RETRACTED: Transforming growth factor-β (TGF-β) activates cytosolic phospholipase A2α (cPLA2α)-mediated prostaglandin E2 (PGE2)/EP1 and peroxisome proliferator-activated receptor-γ (PPAR-γ)/Smad signaling pathways in human liver cancer cells - A novel mechanism for subversion of TGF-β-induced mitoinhibition (Retracted Article)

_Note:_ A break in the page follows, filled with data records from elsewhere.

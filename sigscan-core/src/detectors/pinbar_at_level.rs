//! Pin bar at a level: a dominant-wick rejection candle printed into
//! support or resistance.

use std::collections::BTreeMap;

use crate::detectors::util::{clamp_strength, highest_high, lowest_low, target_from_risk};
use crate::domain::signal::meta;
use crate::domain::{Candle, CandleWindow, Direction, RawCandidate};
use crate::registry::{Detector, DetectorError};

/// Rejection candle (pin bar) at a support/resistance extreme.
///
/// A bullish pin needs a lower wick dominating the candle (at least
/// `wick_body_ratio` times the body and `wick_range_ratio` of the full
/// range) with the wick probing the prior window's support. Bearish mirror
/// at resistance.
#[derive(Debug, Clone)]
pub struct PinbarAtLevel {
    pub lookback: usize,
    pub wick_body_ratio: f64,
    pub wick_range_ratio: f64,
    /// Relative tolerance for the wick-to-level touch.
    pub level_tolerance: f64,
    pub reward_multiple: f64,
}

impl Default for PinbarAtLevel {
    fn default() -> Self {
        Self {
            lookback: 20,
            wick_body_ratio: 2.0,
            wick_range_ratio: 0.6,
            level_tolerance: 0.003,
            reward_multiple: 2.0,
        }
    }
}

fn lower_wick(c: &Candle) -> f64 {
    c.open.min(c.close) - c.low
}

fn upper_wick(c: &Candle) -> f64 {
    c.high - c.open.max(c.close)
}

impl PinbarAtLevel {
    fn is_pin(&self, wick: f64, candle: &Candle) -> bool {
        let range = candle.range();
        range > 0.0
            && wick >= self.wick_body_ratio * candle.body()
            && wick >= self.wick_range_ratio * range
    }

    fn candidate(
        &self,
        window: &CandleWindow,
        direction: Direction,
        level: f64,
        wick: f64,
    ) -> Option<RawCandidate> {
        let last = window.last();
        let entry = last.close;
        let stop = match direction {
            // Stop sits just beyond the rejection wick.
            Direction::Long => last.low - 0.1 * last.range(),
            Direction::Short => last.high + 0.1 * last.range(),
        };
        let target = target_from_risk(entry, stop, self.reward_multiple)?;

        let mut metadata = BTreeMap::new();
        metadata.insert(meta::ENTRY.to_string(), entry);
        metadata.insert(meta::STOP.to_string(), stop);
        metadata.insert(meta::TARGET.to_string(), target);
        metadata.insert("level".to_string(), level);

        Some(RawCandidate {
            detector_id: "pinbar_at_level".into(),
            family: "pattern".into(),
            direction,
            anchor_price: level,
            anchor_time: last.time,
            raw_strength: clamp_strength(wick / last.range()),
            metadata,
        })
    }
}

impl Detector for PinbarAtLevel {
    fn id(&self) -> &str {
        "pinbar_at_level"
    }

    fn family(&self) -> &str {
        "pattern"
    }

    fn detect(&self, window: &CandleWindow) -> Result<Vec<RawCandidate>, DetectorError> {
        let candles = window.candles();
        if candles.len() < self.lookback + 2 {
            return Ok(Vec::new());
        }

        let prior = &candles[candles.len() - 1 - self.lookback..candles.len() - 1];
        let support = lowest_low(prior).expect("prior segment is non-empty");
        let resistance = highest_high(prior).expect("prior segment is non-empty");
        let last = window.last();
        let mut out = Vec::new();

        let low_wick = lower_wick(last);
        if self.is_pin(low_wick, last)
            && last.low <= support * (1.0 + self.level_tolerance)
        {
            out.push(self.candidate(window, Direction::Long, support, low_wick));
        }

        let high_wick = upper_wick(last);
        if self.is_pin(high_wick, last)
            && last.high >= resistance * (1.0 - self.level_tolerance)
        {
            out.push(self.candidate(window, Direction::Short, resistance, high_wick));
        }

        Ok(out.into_iter().flatten().collect())
    }
}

Transforming growth factor-beta(TGF-beta) potently inhibits the growth of human epithelial cells. However, neoplastic epithelial cells become resistant to TGF-beta-mediated mitoinhibition, and the mechanisms for this alteration during tumorigenesis are not fully understood. This study was designed to determine whether there is an association between the cytosolic phospholipase A(2)alpha (cPLA(2)alpha)-controlled eicosanoid metabolism and the growth response to TGF-beta in human liver cancer cells. TGF-beta treatment induced simultaneous Smad-mediated gene transcription and phosphorylation of cPLA(2)alpha. Whereas Smad activation inhibited tumor cell growth, phosphorylation of cPLA(2)alpha promoted growth and counteracted Smad-mediated mitoinhibition. TGF-beta1 failed to prevent the growth of cells with high basal expression of cPLA(2)alpha, but inhibition of cPLA(2)alpha, cyclooxygenase-2 (COX-2), or EP1 receptor restored mitoinhibition by TGF-beta1 in these cells. These results suggest that resistance of tumor cells to TGF-beta-mediated mitoinhibition involves activation of cPLA(2)alpha/COX-2/EP1 signaling. Furthermore, the TGF-beta1-induced Smad transcriptional activity and mitoinhibition were blocked by overexpression of cPLA(2)alpha or peroxisome proliferator-activated receptor-gamma (PPAR-gamma) but enhanced by depletion of cPLA(2)alpha or PPAR-gamma. These findings, along with the observations that cPLA(2)alpha activates PPAR-gamma and that PPAR-gamma binds Smad3, illustrate novel cPLA(2)alpha/COX-2/EP1 and cPLA(2)alpha/PPAR-gamma/Smad signaling pathways that counteract the mitoinhibition by TGF-beta in human cancer cells.